As shaken as you might be right now, so am I.

What really happened yesterday? I bared something that was dormant for so long, and yet it didn’t erupt the way I always feared it would. It was almost poetic, and yet so jarring. It made me calm that finally it was all out, and yet it brewed a new storm inside, that didn’t let me sleep the entire night.

I kept thinking, I could be like this too. This vulnerable, raw and bare. I was shaking while I wrote that letter yesterday, it wasn’t automatic, I shuddered and struggled to often find words. And yet, I didn’t think, I just wrote. That was all me, to the last cell of my body.

That was yesterday, today is a different story.

As I went through my own letter yet again, I was stunned at the vulnerabilities of my own questions. While everything hit home, not just for you, but even for me, one statement really stuck around in my mind – “I know you, you wouldn’t have gone.”

I imagined you responding to that line, that truth in your reply.

“You asked - if I had known you felt the same, would I still have left the country? No. Not a chance in hell. And I don’t say this for some drama or effect or in a self-sacrificing way. I say this because I had also seen this as a possibility, I had already rehearsed this in my mind, that what if she stops me from going, what if we are actually on the same page. Then what? And the answer was simple. The cold, polished corridors of Ithaca would never hold as much allure as your warmth and care. I knew you would have argued with me, wanted me to take up this ‘once in a lifetime opportunity’, but I wouldn’t have let you talk me out of it with your ‘we can figure out long distance’ line. As you know me, so I know you. You would have tried to be noble, to give me space to choose ambition. But what you didn’t realize is that I would have chosen us. And I wouldn’t have regretted it. Yes, sometimes the cloud of doubt would have appeared, the what-if, but seeing you smiling at the corner of our comfy couch, reading Orhan Pamuk, with the latest edition of Cosmopolitan lying open on the table – I knew I would have made the right decision, I loved this contradiction in motion.”

This response was so fiercely you that it didn’t make me feel as if I was imagining it.

And that’s when another thought erupted.

This version is still valid. Maybe just need some upgrades.

And that possibility of “yet again” is exhilarating.
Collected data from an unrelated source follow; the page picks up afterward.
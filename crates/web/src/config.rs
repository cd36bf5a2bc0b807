use std::path::PathBuf;
use std::time::Duration;

use anyhow::{Context, Result};

#[derive(Debug, Clone)]
pub struct Config {
    pub host: String,
    pub port: u16,
    pub environment: String,
    pub database_url: String,
    pub data_dir: PathBuf,
    pub training_dir: PathBuf,
    pub gemini_api_key: Option<String>,
    pub gemini_model: String,
    pub allowed_origins: Vec<String>,
    pub update_interval: Duration,
    pub scheduler_enabled: bool,
    pub pose_command: String,
    pub trainer_command: String,
    pub yt_dlp_bin: String,
    pub ffmpeg_bin: String,
    pub ffprobe_bin: String,
}

fn var_or(key: &str, default: &str) -> String {
    std::env::var(key)
        .ok()
        .filter(|v| !v.trim().is_empty())
        .unwrap_or_else(|| default.to_string())
}

fn parse_bool(key: &str, value: &str) -> Result<bool> {
    match value.trim().to_lowercase().as_str() {
        "1" | "true" | "yes" | "on" => Ok(true),
        "0" | "false" | "no" | "off" => Ok(false),
        other => anyhow::bail!("{} must be true or false, got '{}'", key, other),
    }
}

/// `*` or a comma separated list of origins
fn parse_origins(value: &str) -> Vec<String> {
    value
        .split(',')
        .map(str::trim)
        .filter(|o| !o.is_empty())
        .map(String::from)
        .collect()
}

impl Config {
    pub fn from_env() -> Result<Self> {
        let hours: u64 = var_or("UPDATE_INTERVAL_HOURS", "1")
            .parse()
            .context("UPDATE_INTERVAL_HOURS must be a whole number of hours")?;
        if hours == 0 {
            anyhow::bail!("UPDATE_INTERVAL_HOURS must be at least 1");
        }

        let environment = std::env::var("APP_ENV")
            .or_else(|_| std::env::var("FLASK_ENV"))
            .unwrap_or_else(|_| "development".to_string());

        Ok(Self {
            host: var_or("HOST", "0.0.0.0"),
            port: var_or("PORT", "5000").parse().context("PORT must be a number")?,
            environment,
            database_url: var_or("DATABASE_URL", "sqlite://data/companion.db"),
            data_dir: PathBuf::from(var_or("DATA_DIR", "data")),
            training_dir: PathBuf::from(var_or("TRAINING_DIR", ".")),
            gemini_api_key: std::env::var("GEMINI_API_KEY").ok().filter(|k| !k.trim().is_empty()),
            gemini_model: var_or("GEMINI_MODEL", "gemini-2.5-pro"),
            allowed_origins: parse_origins(&var_or("ALLOWED_ORIGINS", "*")),
            update_interval: Duration::from_secs(hours * 3600),
            scheduler_enabled: parse_bool("SCHEDULER_ENABLED", &var_or("SCHEDULER_ENABLED", "true"))?,
            pose_command: var_or("POSE_COMMAND", "python skeleton.py"),
            trainer_command: var_or("TRAINER_COMMAND", "python train_web.py"),
            yt_dlp_bin: var_or("YT_DLP_BIN", "yt-dlp"),
            ffmpeg_bin: var_or("FFMPEG_BIN", "ffmpeg"),
            ffprobe_bin: var_or("FFPROBE_BIN", "ffprobe"),
        })
    }

    pub fn upload_dir(&self) -> PathBuf {
        self.data_dir.join("uploads")
    }

    pub fn allows_any_origin(&self) -> bool {
        self.allowed_origins.is_empty() || self.allowed_origins.iter().any(|o| o == "*")
    }
}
Maybe, our story only had a pause, it never really closed, or else why would we keep finding ourselves with each other – in our words, in our silences, in our tiny gestures.

Kyunki picture abhi baaki hai.

I know, can’t help being filmy!

So, here’s a thought.

Be the prodigal son. Come home.

Not for me, not for your family, not for your friends, but for yourself. Come back to your roots, which always nourished you. We don’t need to fix you, you just need to come here as is and your home will heal you, finally and wholly.

Unlike movies, you cannot just pack a suitcase and hop onto the next flight, reality demands planning, exit strategies and closures.

Think about it.

Start the process.

Come home. We are all waiting for you.

Forever yours,

A 💗

PS: I will let you sit with these two letters for now.